Upper Credit River, ON (photo by Merridy Cox)
I began my limnology career teasing out the secrets of stream life as a grad student at Concordia University, Quebec. My master’s research focused on several rural and urban streams in the Eastern Townships, not far from where I grew up.
Later, as a limnologist for various environmental consulting companies in British Columbia, I used stream macro-benthos communities as indicators of environmental impact from industrial discharges, agriculture and municipal development. Macro-benthos are bottom-dwelling life you can see with the naked eye. They’re mostly made up of aquatic worms and juvenile stages of insect species (benthic invertebrates). Many of these insects spend most of their lives voraciously feeding in the water stage (several months to several years), before they emerge as adults to live briefly (some from days to weeks) to mate and create new life. Adults don’t feed; in fact, they don’t have usable mouthparts. The Dolania americana adult female mayfly lives a brief five minutes. Similarly, the Gripopterygidae stonefly larva, which clings to the underside of rocks and debris in fast flowing water, takes from one to three years to mature but once emerged may last from 1-4 weeks.

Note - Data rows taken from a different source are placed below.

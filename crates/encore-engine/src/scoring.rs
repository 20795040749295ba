//! Composite popularity scoring and snapshot passes.
//!
//! Every song is scored against the catalog-wide maxima of seven raw
//! signals. Each signal becomes a ratio in `[0, 1]` and the ratios are
//! combined with [`ScoreWeights`], so with non-negative weights summing to
//! one every score also lands in `[0, 1]`.

use serde::{Deserialize, Serialize};

use encore_core::model::{SnapshotId, Song, SongId, SongSnapshot};
use encore_core::schema::Database;
use encore_core::Error;

use crate::error::EngineResult;

const WEIGHT_SUM_TOLERANCE: f64 = 1e-6;

/// Weight of each signal in the composite score.
#[derive(Debug, Clone, Copy, PartialEq, Serialize, Deserialize)]
#[serde(default)]
pub struct ScoreWeights {
    pub counter: f64,
    pub popularity: f64,
    pub playcount: f64,
    pub listeners: f64,
    pub rating: f64,
    pub youtube_views: f64,
    pub youtube_likes: f64,
}

impl Default for ScoreWeights {
    fn default() -> Self {
        Self {
            counter: 0.3,
            popularity: 0.2,
            playcount: 0.1,
            listeners: 0.1,
            rating: 0.1,
            youtube_views: 0.1,
            youtube_likes: 0.1,
        }
    }
}

impl ScoreWeights {
    fn as_array(&self) -> [f64; 7] {
        [
            self.counter,
            self.popularity,
            self.playcount,
            self.listeners,
            self.rating,
            self.youtube_views,
            self.youtube_likes,
        ]
    }

    pub fn sum(&self) -> f64 {
        self.as_array().iter().sum()
    }

    /// Check that the weights are non-negative and sum to one.
    ///
    /// # Errors
    ///
    /// Returns [`Error::InvalidData`] describing the offending weights.
    pub fn validate(&self) -> encore_core::Result<()> {
        if self.as_array().iter().any(|w| !w.is_finite() || *w < 0.0) {
            return Err(Error::InvalidData(format!(
                "score weights must be non-negative: {self:?}"
            )));
        }
        let sum = self.sum();
        if (sum - 1.0).abs() > WEIGHT_SUM_TOLERANCE {
            return Err(Error::InvalidData(format!(
                "score weights must sum to 1.0, got {sum}"
            )));
        }
        Ok(())
    }
}

/// Raw signal values for one song. Absent sub-records contribute zero.
#[derive(Debug, Clone, Copy, Default, PartialEq)]
pub struct Signals {
    pub counter: f64,
    pub popularity: f64,
    pub playcount: f64,
    pub listeners: f64,
    pub rating: f64,
    pub youtube_views: f64,
    pub youtube_likes: f64,
}

impl Signals {
    #[allow(clippy::cast_precision_loss)]
    pub fn of(song: &Song) -> Self {
        Self {
            counter: song.counter as f64,
            popularity: song.popularity.unwrap_or(0.0).max(0.0),
            playcount: song.play_count() as f64,
            listeners: song.listeners() as f64,
            rating: song.rating_value().max(0.0),
            youtube_views: song.youtube_views() as f64,
            youtube_likes: song.youtube_likes() as f64,
        }
    }

    fn as_array(&self) -> [f64; 7] {
        [
            self.counter,
            self.popularity,
            self.playcount,
            self.listeners,
            self.rating,
            self.youtube_views,
            self.youtube_likes,
        ]
    }

    /// Catalog-wide maxima, each floored at 1.
    pub fn maxima<'a>(songs: impl IntoIterator<Item = &'a Song>) -> Self {
        let floor = Self {
            counter: 1.0,
            popularity: 1.0,
            playcount: 1.0,
            listeners: 1.0,
            rating: 1.0,
            youtube_views: 1.0,
            youtube_likes: 1.0,
        };
        songs.into_iter().map(Self::of).fold(floor, |acc, s| Self {
            counter: acc.counter.max(s.counter),
            popularity: acc.popularity.max(s.popularity),
            playcount: acc.playcount.max(s.playcount),
            listeners: acc.listeners.max(s.listeners),
            rating: acc.rating.max(s.rating),
            youtube_views: acc.youtube_views.max(s.youtube_views),
            youtube_likes: acc.youtube_likes.max(s.youtube_likes),
        })
    }

    /// Each signal divided by its maximum, clamped to `[0, 1]`.
    pub fn ratios(&self, maxima: &Self) -> [f64; 7] {
        let mut ratios = [0.0; 7];
        for ((ratio, value), max) in ratios
            .iter_mut()
            .zip(self.as_array())
            .zip(maxima.as_array())
        {
            *ratio = (value / max).clamp(0.0, 1.0);
        }
        ratios
    }
}

/// Weighted composite score of one song against the catalog maxima.
pub fn score_song(song: &Song, maxima: &Signals, weights: &ScoreWeights) -> f64 {
    Signals::of(song)
        .ratios(maxima)
        .iter()
        .zip(weights.as_array())
        .map(|(ratio, weight)| ratio * weight)
        .sum()
}

/// Score every song in a catalog, preserving catalog order.
pub fn score_catalog(songs: &[Song], weights: &ScoreWeights) -> Vec<(SongId, u64, f64)> {
    let maxima = Signals::maxima(songs);
    songs
        .iter()
        .map(|song| (song.id, song.counter, score_song(song, &maxima, weights)))
        .collect()
}

/// Outcome of one snapshot pass.
#[derive(Debug, Clone, PartialEq, Eq, Serialize, Deserialize)]
pub struct SnapshotReport {
    pub snapshot_id: SnapshotId,
    pub captured: usize,
    pub failed: usize,
}

/// Capture a snapshot of every song under a freshly generated id.
///
/// # Errors
///
/// Fails if the weights are invalid, the pass cannot start (another pass
/// holds the write lock past the busy timeout), or the pass cannot commit.
/// Individual row failures are counted in the report instead.
pub fn take_snapshot(db: &mut Database, weights: &ScoreWeights) -> EngineResult<SnapshotReport> {
    capture_pass(db, weights, SnapshotId::generate())
}

/// Capture a snapshot pass under the given id.
pub fn capture_pass(
    db: &mut Database,
    weights: &ScoreWeights,
    snapshot_id: SnapshotId,
) -> EngineResult<SnapshotReport> {
    weights.validate()?;

    let pass = db.begin_snapshot_pass()?;
    let songs = pass.songs()?;
    let mut report = SnapshotReport {
        snapshot_id,
        captured: 0,
        failed: 0,
    };

    for (song_id, counter, score) in score_catalog(&songs, weights) {
        let snapshot = SongSnapshot::new(song_id, counter, score, report.snapshot_id.clone());
        match pass.insert(&snapshot) {
            Ok(()) => report.captured += 1,
            Err(e) => {
                log::warn!("Failed to snapshot song {song_id}: {e}");
                report.failed += 1;
            }
        }
    }

    pass.commit()?;
    log::info!(
        "Snapshot {} captured {} songs ({} failed)",
        report.snapshot_id,
        report.captured,
        report.failed
    );
    Ok(report)
}

#[cfg(test)]
mod tests {
    use super::*;
    use encore_core::model::{LastFmData, MusicBrainzData, Rating};

    fn approx(a: f64, b: f64) -> bool {
        (a - b).abs() < 1e-9
    }

    fn catalog() -> Vec<Song> {
        vec![
            Song::new("dz-1", "Yellow", "Coldplay")
                .with_counter(10)
                .with_popularity(80.0)
                .with_lastfm(LastFmData {
                    playcount: 1000,
                    listeners: 100,
                    ..LastFmData::default()
                })
                .with_musicbrainz(MusicBrainzData {
                    rating: Some(Rating {
                        value: 5.0,
                        votes: 3,
                    }),
                    ..MusicBrainzData::default()
                }),
            Song::new("dz-2", "Creep", "Radiohead")
                .with_counter(5)
                .with_popularity(40.0),
            Song::new("dz-3", "Unknown", "Nobody"),
        ]
    }

    #[test]
    fn test_default_weights_are_valid() {
        let weights = ScoreWeights::default();
        assert!(approx(weights.sum(), 1.0));
        assert!(weights.validate().is_ok());
    }

    #[test]
    fn test_invalid_weights_rejected() {
        let heavy = ScoreWeights {
            counter: 0.9,
            ..ScoreWeights::default()
        };
        assert!(heavy.validate().is_err());

        let negative = ScoreWeights {
            counter: 0.5,
            popularity: -0.0001,
            ..ScoreWeights::default()
        };
        assert!(negative.validate().is_err());
    }

    #[test]
    fn test_maxima_floored_at_one() {
        let songs = vec![Song::new("dz-3", "Unknown", "Nobody")];
        let maxima = Signals::maxima(&songs);
        assert!(approx(maxima.counter, 1.0));
        assert!(approx(maxima.youtube_likes, 1.0));
    }

    #[test]
    fn test_scores_are_weighted_ratios() {
        let songs = catalog();
        let scores = score_catalog(&songs, &ScoreWeights::default());

        // Top song on counter, popularity, playcount, listeners and rating.
        assert!(approx(scores[0].2, 0.3 + 0.2 + 0.1 + 0.1 + 0.1));
        // Half the counter and half the popularity of the leader.
        assert!(approx(scores[1].2, 0.3 * 0.5 + 0.2 * 0.5));
        assert!(approx(scores[2].2, 0.0));
        assert_eq!(scores[1].1, 5);
    }

    #[test]
    fn test_scores_bounded() {
        let songs = catalog();
        for (_, _, score) in score_catalog(&songs, &ScoreWeights::default()) {
            assert!((0.0..=1.0).contains(&score));
        }
    }

    #[test]
    fn test_capture_pass_persists_every_song() {
        let mut db = Database::open_in_memory().unwrap();
        for song in catalog() {
            db.insert_song(&song).unwrap();
        }

        let report =
            capture_pass(&mut db, &ScoreWeights::default(), SnapshotId::from("pass-1")).unwrap();
        assert_eq!(report.captured, 3);
        assert_eq!(report.failed, 0);

        let rows = db.snapshots_for(&SnapshotId::from("pass-1")).unwrap();
        assert_eq!(rows.len(), 3);
        assert!(rows.iter().all(|r| r.snapshot_id.as_str() == "pass-1"));
    }

    #[test]
    fn test_snapshot_does_not_mutate_songs() {
        let mut db = Database::open_in_memory().unwrap();
        let song = Song::new("dz-1", "Yellow", "Coldplay").with_counter(7);
        db.insert_song(&song).unwrap();

        take_snapshot(&mut db, &ScoreWeights::default()).unwrap();

        let stored = db.require_song(&song.id).unwrap();
        assert_eq!(stored.counter, 7);
    }

    #[test]
    fn test_empty_catalog_snapshot() {
        let mut db = Database::open_in_memory().unwrap();
        let report = take_snapshot(&mut db, &ScoreWeights::default()).unwrap();
        assert_eq!(report.captured, 0);
        assert!(db.list_snapshot_ids().unwrap().is_empty());
    }
}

Stream ecologists identify benthic invertebrates by their form, but they also recognize them by how they feed:
Shredders use scissor-like mouths to cut and shred apart coarse particulate matter. These include amphipods, mayflies, stoneflies, midges, and some caddisflies.
Collector–gatherers (e.g., worms, nematodes, crustaceans, and gastropods) use their broom-like mouths to sweep in fine and ultra-fine organic matter.
Grazers or scrapers, such as beetles, mayflies, and stoneflies, feed on attached algae and biofilms. Their mouths chisel against periphyton (attached algae) on rocks, woody debris and aquatic plants.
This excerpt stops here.